NEW YORK (CBSNewYork) -- Some Brooklyn residents with mail slots in their doors are not getting their mail.

Hundreds of Borough Park residents were first told by their local carrier that their mail slots are too low and later received letters from their local post office saying that their mailboxes are not in compliance and need to be relocated, according to Assemblyman Dov Hikind (D-Brooklyn).

Some Brooklyn Residents Stop Getting Mail Because Of Low Mail Slots

"My carrier has brought to my attention of his safety and I cannot afford for him to get injured," the letter read. "We are not trying to cause any unnecessary expense but we need this corrected."

Residents were told their mail won't be delivered until the mailboxes are fixed.
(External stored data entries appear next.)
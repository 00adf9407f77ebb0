//! Injectable random source.
//!
//! Every spawn roll, drop chance and launch angle goes through a
//! `GameRng` owned by the loop, so a fixed seed replays a run exactly.

use std::time::{SystemTime, UNIX_EPOCH};

use rand::SeedableRng;
use rand_pcg::Pcg32;

pub type GameRng = Pcg32;

pub fn seeded(seed: u64) -> GameRng {
    Pcg32::seed_from_u64(seed)
}

/// Seed derived from the wall clock, used when no seed is configured.
pub fn time_seed() -> u64 {
    SystemTime::now()
        .duration_since(UNIX_EPOCH)
        .map(|d| d.as_nanos() as u64)
        .unwrap_or(0x5eed)
}

/// Seed from configuration, falling back to the clock. Returns the seed
/// too so it can be logged for replay.
pub fn from_config(seed: Option<u64>) -> (GameRng, u64) {
    let seed = seed.unwrap_or_else(time_seed);
    (seeded(seed), seed)
}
Many residents said they've had to wait in hour-long lines at the post office and Hikind said some were warned that if they don't correct the doors, their mail will be returned to the sender.
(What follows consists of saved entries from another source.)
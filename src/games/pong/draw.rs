//! Pong frame building.

use glam::Vec2;

use super::entities::*;
use crate::display::{blink, Anchor, Frame, Rgb};
use crate::engine::geom::Rect;
use crate::engine::phase::Phase;

const GRID_SPACING: f32 = 80.0;
const BORDER: f32 = 8.0;

pub fn draw(state: &PongGame, frame: &mut Frame) {
    draw_field(frame);

    if state.phase.phase() == Phase::RoundOver {
        draw_winner(frame, state);
        return;
    }

    draw_paddle(frame, &state.player, GREEN);
    draw_paddle(frame, &state.ai, AMBER);
    draw_ball(frame, &state.ball);
    draw_hud(frame, state);

    if state.phase.phase() == Phase::Paused {
        draw_pause(frame);
    }
}

fn draw_field(frame: &mut Frame) {
    let field = frame.field();

    let mut x = 0.0;
    while x < field.x {
        frame.rect_with(Rect::new(x, 0.0, 1.0, field.y), '┊', GREEN_DARK);
        x += GRID_SPACING;
    }

    // Dashed centre line.
    let mut y = 0.0;
    while y < field.y {
        frame.rect(Rect::new(field.x / 2.0 - 4.0, y, 8.0, 14.0), GREEN_DIM);
        y += 24.0;
    }

    frame.hline(0.0, BORDER, '▀', GREEN);
    frame.hline(field.y - BORDER, BORDER, '▄', GREEN);
}

fn draw_paddle(frame: &mut Frame, paddle: &Paddle, color: Rgb) {
    let r = paddle.rect;
    frame.rect(Rect::new(r.x - 4.0, r.y - 4.0, r.w + 8.0, r.h + 8.0), color.dim(0.25));
    frame.rect(r, color);
}

fn draw_ball(frame: &mut Frame, ball: &Ball) {
    let n = ball.trail.len().max(1) as f32;
    for (i, p) in ball.trail.iter().enumerate() {
        let alpha = (i + 1) as f32 / n;
        let radius = (BALL_RADIUS * alpha * 0.6).max(3.0);
        frame.circle(*p, radius, Rgb(0, (120.0 * alpha) as u8, (30.0 * alpha) as u8));
    }
    frame.circle(ball.pos, BALL_RADIUS + 4.0, GREEN_DIM);
    frame.circle(ball.pos, BALL_RADIUS, GREEN);
}

fn draw_hud(frame: &mut Frame, state: &PongGame) {
    let field = frame.field();
    let left = field.x / 4.0;
    let right = field.x * 3.0 / 4.0;

    frame.text(Vec2::new(left, 70.0), state.player_score.to_string(), Anchor::Center, GREEN);
    frame.text(Vec2::new(right, 70.0), state.ai_score.to_string(), Anchor::Center, AMBER);
    frame.text(Vec2::new(left, 130.0), "< PLAYER >", Anchor::Center, GREEN_DIM);
    frame.text(Vec2::new(right, 130.0), "<  A.I.  >", Anchor::Center, AMBER_DIM);

    frame.text(
        Vec2::new(field.x / 2.0, field.y - 22.0),
        "[ UP/DN ] MOVE    [ P ] PAUSE    [ ESC ] QUIT",
        Anchor::Center,
        GREEN_DIM,
    );
    if blink(state.frame, 84) {
        frame.text(
            Vec2::new(field.x / 2.0, field.y - 50.0),
            format!("* FIRST TO {WIN_SCORE} WINS *"),
            Anchor::Center,
            GREEN_DIM,
        );
    }
}

fn draw_pause(frame: &mut Frame) {
    let field = frame.field();
    let c = field / 2.0;
    frame.rect_with(Rect::new(0.0, c.y - 60.0, field.x, 140.0), ' ', Rgb::BLACK);
    frame.text(c, "** PAUSED **", Anchor::Center, GREEN);
    frame.text(
        c + Vec2::new(0.0, 60.0),
        "PRESS  P  TO  CONTINUE",
        Anchor::Center,
        GREEN_DIM,
    );
}

fn draw_winner(frame: &mut Frame, state: &PongGame) {
    let field = frame.field();
    let c = field / 2.0;
    let winner = state.winner.unwrap_or(Side::Player);
    let color = match winner {
        Side::Player => GREEN,
        Side::Ai => AMBER,
    };

    if blink(state.frame, 40) {
        let inset = 40.0;
        let w = field.x - 2.0 * inset;
        let h = field.y - 2.0 * inset;
        frame.rect_with(Rect::new(inset, inset, w, 4.0), '─', color);
        frame.rect_with(Rect::new(inset, inset + h - 4.0, w, 4.0), '─', color);
        frame.rect_with(Rect::new(inset, inset, 4.0, h), '│', color);
        frame.rect_with(Rect::new(inset + w - 4.0, inset, 4.0, h), '│', color);
    }

    let flash = if blink(state.frame, 30) { Rgb::WHITE } else { color };
    frame.text(c - Vec2::new(0.0, 130.0), "** GAME  OVER **", Anchor::Center, GREEN_DIM);
    frame.text(c - Vec2::new(0.0, 40.0), "WINNER", Anchor::Center, flash);
    frame.text(c + Vec2::new(0.0, 70.0), winner.label(), Anchor::Center, color);
    frame.text(
        c + Vec2::new(0.0, 110.0),
        format!("{} - {}", state.player_score, state.ai_score),
        Anchor::Center,
        color,
    );
    frame.text(
        c + Vec2::new(0.0, 160.0),
        "PRESS  ENTER  TO  PLAY  AGAIN",
        Anchor::Center,
        GREEN_DIM,
    );
}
Dr. Helmatta Palmer has lived on 46th Street for 40 years and has never had any problems receiving her mail until recently when her carrier complained.

"He said there's a chance that he might fall," Palmer told 1010 WINS' Juliet Papa. "I said nobody fell. Even in the snow, nobody complained."

While Palmer moved her mailbox from her porch down to the lower level to make it easier for the letter carrier, others on 46th Street don't have anywhere to place a mail box near the street and like the security of having their mail dropped in the slot of their door, CBS 2's Emily Smith reported.

"I told him I can't have it there because anyone on the street can just take the mail out," one woman said.

The homes all have stoops with at least eight to 10 steps and some residents think the letter carrier just doesn't want to climb the steps.

Resident Necha Altman said she put a mailbox alongside her front door and thought she was in the clear.

"He was happy and the next thing I hear, he's not satisfied because it shouldn't be upstairs, it should be downstairs," Altman said. "So now I think this is just getting out of hand. If he can't walk the stairs, if it's hard for him, this is really not the job that he should be doing."

Hikind has called the situation "outrageous."

"Many of these residents are elderly and rely upon their social security checks and medications being delivered to their homes on time, as they always were," Hikind said in a statement. "Moreover, nearly all of the residents are concerned about attaching outside mailboxes that will expose their mail to theft and tampering, especially in this day and age of frequent identity theft."

The Brooklyn Postmaster has told officials the matter is under review.

CBS 2's calls for comment to the Postal Service were not returned.